B. decumbens dapat dipanen secara mekanis tetapi diperlukan kemampuan untuk menangani daun dalam jumlah besar yang dapat menahan biji yang jatuh. Panen biji di Brazil dan Australia biasanya sekitar 400-1000 kg/ha, tetapi biasanya lebih rendah di daerah lintang lebih rendah.
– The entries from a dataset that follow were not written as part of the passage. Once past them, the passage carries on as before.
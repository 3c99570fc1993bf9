//! Error types for frontier search

use thiserror::Error;

use crate::config::ConfigLoadError;

/// Frontier search error type
#[derive(Error, Debug)]
pub enum FrontierError {
    /// Agent position does not map to a grid cell
    #[error("Position ({x:.3}, {y:.3}) is outside the grid bounds")]
    OutOfBounds {
        /// World X of the rejected position
        x: f32,
        /// World Y of the rejected position
        y: f32,
    },

    /// Configuration could not be loaded or failed validation
    #[error("Configuration error: {0}")]
    Config(String),
}

impl From<ConfigLoadError> for FrontierError {
    fn from(e: ConfigLoadError) -> Self {
        FrontierError::Config(e.to_string())
    }
}

/// Result alias for frontier operations
pub type Result<T> = std::result::Result<T, FrontierError>;

#[cfg(test)]
mod tests {
    use super::*;

    #[test]
    fn test_error_messages() {
        let err = FrontierError::OutOfBounds { x: 1.5, y: -0.25 };
        assert_eq!(
            err.to_string(),
            "Position (1.500, -0.250) is outside the grid bounds"
        );

        let err: FrontierError = ConfigLoadError::Parse("bad indent".to_string()).into();
        assert!(matches!(err, FrontierError::Config(_)));
        assert_eq!(err.to_string(), "Configuration error: Parse error: bad indent");
    }
}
Biji biasanya dorman segera setelah dipanen. Dormansi primer adalah fisiologis, sementara dormansi panjang adalah mekanikal, disebabkan oleh pembatasan selubung biji. Dormansi mungkin dihilangkan dengan penyimpanan selama 6-9 bulan atau dengan skarifikasi asam.

Keunggulan

  • Produksi tinggi dengan manajemen yang intensif.
  • Tahan penggembalaan berat.
  • Bertahan hidup pada tanah asam, tidak subur.
  • Hasil biji tinggi sehingga secara relatif  adalah biji yang murah.

Keterbatasan

  • Rentan terhadap serangan spittlebug pada daerah tropis.
  • Kecocokan rendah dengan banyak legum.
  • Toleransi rendah terhadap pengairan yang buruk.
  • Fotosensitisasi pada domba dan kambing.  

Pustaka pilihan

CIAT (1992). Pastures for the Tropical Lowlands. CIAT, Cali, Colombia.
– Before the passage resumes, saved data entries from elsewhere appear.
//! In-memory cost grid.

use crate::core::{GridCoord, WorldPoint};

use super::{CostGrid, costs};

/// Row-major grid of traversal costs.
///
/// The grid uses a coordinate system where:
/// - (0, 0) is at `origin` in world coordinates
/// - Cell (x, y) covers the area from (origin + x*resolution) to (origin + (x+1)*resolution)
/// - World coordinates returned for a cell are its center
#[derive(Clone, Debug)]
pub struct Costmap {
    /// Grid dimensions
    size_x: usize,
    size_y: usize,
    /// Resolution in meters per cell
    resolution: f32,
    /// World coordinates of the (0, 0) corner
    origin: WorldPoint,
    /// Cost values, index = y * size_x + x
    costs: Vec<u8>,
}

impl Costmap {
    /// Create a grid with every cell set to [`costs::NO_INFORMATION`].
    pub fn new(size_x: usize, size_y: usize, resolution: f32, origin: WorldPoint) -> Self {
        Self::filled(size_x, size_y, resolution, origin, costs::NO_INFORMATION)
    }

    /// Create a grid with every cell set to `value`.
    pub fn filled(
        size_x: usize,
        size_y: usize,
        resolution: f32,
        origin: WorldPoint,
        value: u8,
    ) -> Self {
        Self {
            size_x,
            size_y,
            resolution,
            origin,
            costs: vec![value; size_x * size_y],
        }
    }

    /// Create a grid from an existing row-major cost buffer.
    ///
    /// Returns `None` if the buffer length does not match the dimensions.
    pub fn from_costs(
        size_x: usize,
        size_y: usize,
        resolution: f32,
        origin: WorldPoint,
        costs: Vec<u8>,
    ) -> Option<Self> {
        if costs.len() != size_x * size_y {
            return None;
        }
        Some(Self {
            size_x,
            size_y,
            resolution,
            origin,
            costs,
        })
    }

    /// World coordinates of cell (0, 0) corner.
    #[inline]
    pub fn origin(&self) -> WorldPoint {
        self.origin
    }

    /// Raw cost buffer.
    #[inline]
    pub fn costs(&self) -> &[u8] {
        &self.costs
    }

    /// Check if grid coordinates are inside the grid.
    #[inline]
    pub fn is_valid_coord(&self, coord: GridCoord) -> bool {
        coord.x >= 0
            && coord.y >= 0
            && (coord.x as usize) < self.size_x
            && (coord.y as usize) < self.size_y
    }

    /// Get cost at grid coordinate.
    ///
    /// Out-of-bounds coordinates read as [`costs::NO_INFORMATION`].
    #[inline]
    pub fn cost_at(&self, coord: GridCoord) -> u8 {
        if !self.is_valid_coord(coord) {
            return costs::NO_INFORMATION;
        }
        self.costs[self.index(coord)]
    }

    /// Set cost at grid coordinate. Returns false if out of bounds.
    pub fn set_cost(&mut self, coord: GridCoord, value: u8) -> bool {
        if !self.is_valid_coord(coord) {
            return false;
        }
        let index = self.index(coord);
        self.costs[index] = value;
        true
    }

    /// Set every cell in the inclusive rectangle `min..=max` to `value`.
    ///
    /// Parts of the rectangle outside the grid are ignored.
    pub fn fill_rect(&mut self, min: GridCoord, max: GridCoord, value: u8) {
        for y in min.y..=max.y {
            for x in min.x..=max.x {
                self.set_cost(GridCoord::new(x, y), value);
            }
        }
    }

    /// Count cells holding `value`.
    pub fn count(&self, value: u8) -> usize {
        self.costs.iter().filter(|&&c| c == value).count()
    }
}

impl CostGrid for Costmap {
    #[inline]
    fn size_x(&self) -> usize {
        self.size_x
    }

    #[inline]
    fn size_y(&self) -> usize {
        self.size_y
    }

    #[inline]
    fn resolution(&self) -> f32 {
        self.resolution
    }

    #[inline]
    fn cost(&self, index: usize) -> u8 {
        self.costs[index]
    }

    #[inline]
    fn world_to_grid(&self, point: WorldPoint) -> Option<GridCoord> {
        let x = ((point.x - self.origin.x) / self.resolution).floor();
        let y = ((point.y - self.origin.y) / self.resolution).floor();

        // NaN fails both comparisons
        if !(x >= 0.0 && y >= 0.0) || x >= self.size_x as f32 || y >= self.size_y as f32 {
            return None;
        }
        Some(GridCoord::new(x as i32, y as i32))
    }

    #[inline]
    fn grid_to_world(&self, coord: GridCoord) -> WorldPoint {
        WorldPoint::new(
            self.origin.x + (coord.x as f32 + 0.5) * self.resolution,
            self.origin.y + (coord.y as f32 + 0.5) * self.resolution,
        )
    }
}

#[cfg(test)]
mod tests {
    use super::*;

    fn create_test_grid() -> Costmap {
        let mut grid = Costmap::new(20, 10, 0.25, WorldPoint::new(-2.5, -1.25));
        grid.fill_rect(GridCoord::new(0, 0), GridCoord::new(9, 9), costs::FREE_SPACE);
        grid
    }

    #[test]
    fn test_costmap_creation() {
        let grid = create_test_grid();
        assert_eq!(grid.size_x(), 20);
        assert_eq!(grid.size_y(), 10);
        assert_eq!(grid.cell_count(), 200);
        assert_eq!(grid.count(costs::FREE_SPACE), 100);
        assert_eq!(grid.count(costs::NO_INFORMATION), 100);
    }

    #[test]
    fn test_coordinate_conversion() {
        let grid = create_test_grid();

        let coord = grid.world_to_grid(WorldPoint::ZERO).unwrap();
        assert_eq!(coord, GridCoord::new(10, 5));

        // Round trip lands on the cell center
        let center = grid.grid_to_world(coord);
        assert!((center.x - 0.125).abs() < 1e-5);
        assert!((center.y - 0.125).abs() < 1e-5);
        assert_eq!(grid.world_to_grid(center), Some(coord));
    }

    #[test]
    fn test_world_to_grid_out_of_bounds() {
        let grid = create_test_grid();
        assert!(grid.world_to_grid(WorldPoint::new(-2.51, 0.0)).is_none());
        assert!(grid.world_to_grid(WorldPoint::new(0.0, 1.25)).is_none());
        assert!(grid.world_to_grid(WorldPoint::new(2.5, 0.0)).is_none());
        assert!(grid.world_to_grid(WorldPoint::new(f32::NAN, 0.0)).is_none());
        assert!(grid.world_to_grid(WorldPoint::new(2.49, 1.24)).is_some());
    }

    #[test]
    fn test_index_conversion() {
        let grid = create_test_grid();
        let coord = GridCoord::new(7, 3);
        let index = grid.index(coord);
        assert_eq!(index, 67);
        assert_eq!(grid.index_to_cells(index), coord);
        assert_eq!(grid.index_to_world(index), grid.grid_to_world(coord));
    }

    #[test]
    fn test_set_cost_bounds() {
        let mut grid = create_test_grid();
        assert!(grid.set_cost(GridCoord::new(15, 2), costs::LETHAL_OBSTACLE));
        assert_eq!(grid.cost_at(GridCoord::new(15, 2)), costs::LETHAL_OBSTACLE);
        assert!(!grid.set_cost(GridCoord::new(20, 0), costs::FREE_SPACE));
        assert_eq!(grid.cost_at(GridCoord::new(-1, 0)), costs::NO_INFORMATION);
    }

    #[test]
    fn test_from_costs_length_mismatch() {
        assert!(Costmap::from_costs(3, 3, 0.1, WorldPoint::ZERO, vec![0; 8]).is_none());
        let grid = Costmap::from_costs(3, 3, 0.1, WorldPoint::ZERO, vec![0; 9]).unwrap();
        assert_eq!(grid.costs().len(), 9);
    }
}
Lenné, J.M. and Trutmann, P. (eds) (1994) Diseases of Tropical Pasture Plan ts. CABI, Wallingford, UK.

Miles, J.W., Maass, B.L. and do Valle, C.B. (eds) (1996) Brachiaria: Biology, Agronomy and Improvement. Joint publication by CIAT, Cali, Colombia and Embrapa/CNPGC, Campo Grande, MS, Brazil.

Schultze-Kraft, R. and Teitzel, J.K. (1992) Brachiaria decumbens Stapf. In: 't Mannetje, L. and Jones, R.M. (eds) Plant Resources of South-East Asia No. 4. Forages. pp. 58-59. (Pudoc Scientific Publishers, Wageningen, the Netherlands).

Thomas, D. and Grof, B. (1986) Some pasture species for the tropical savannas of South America. III. Andropogon gayanus , Brachiaria species and Panicum maximum . Herbage Abstracts, 56, 557-565.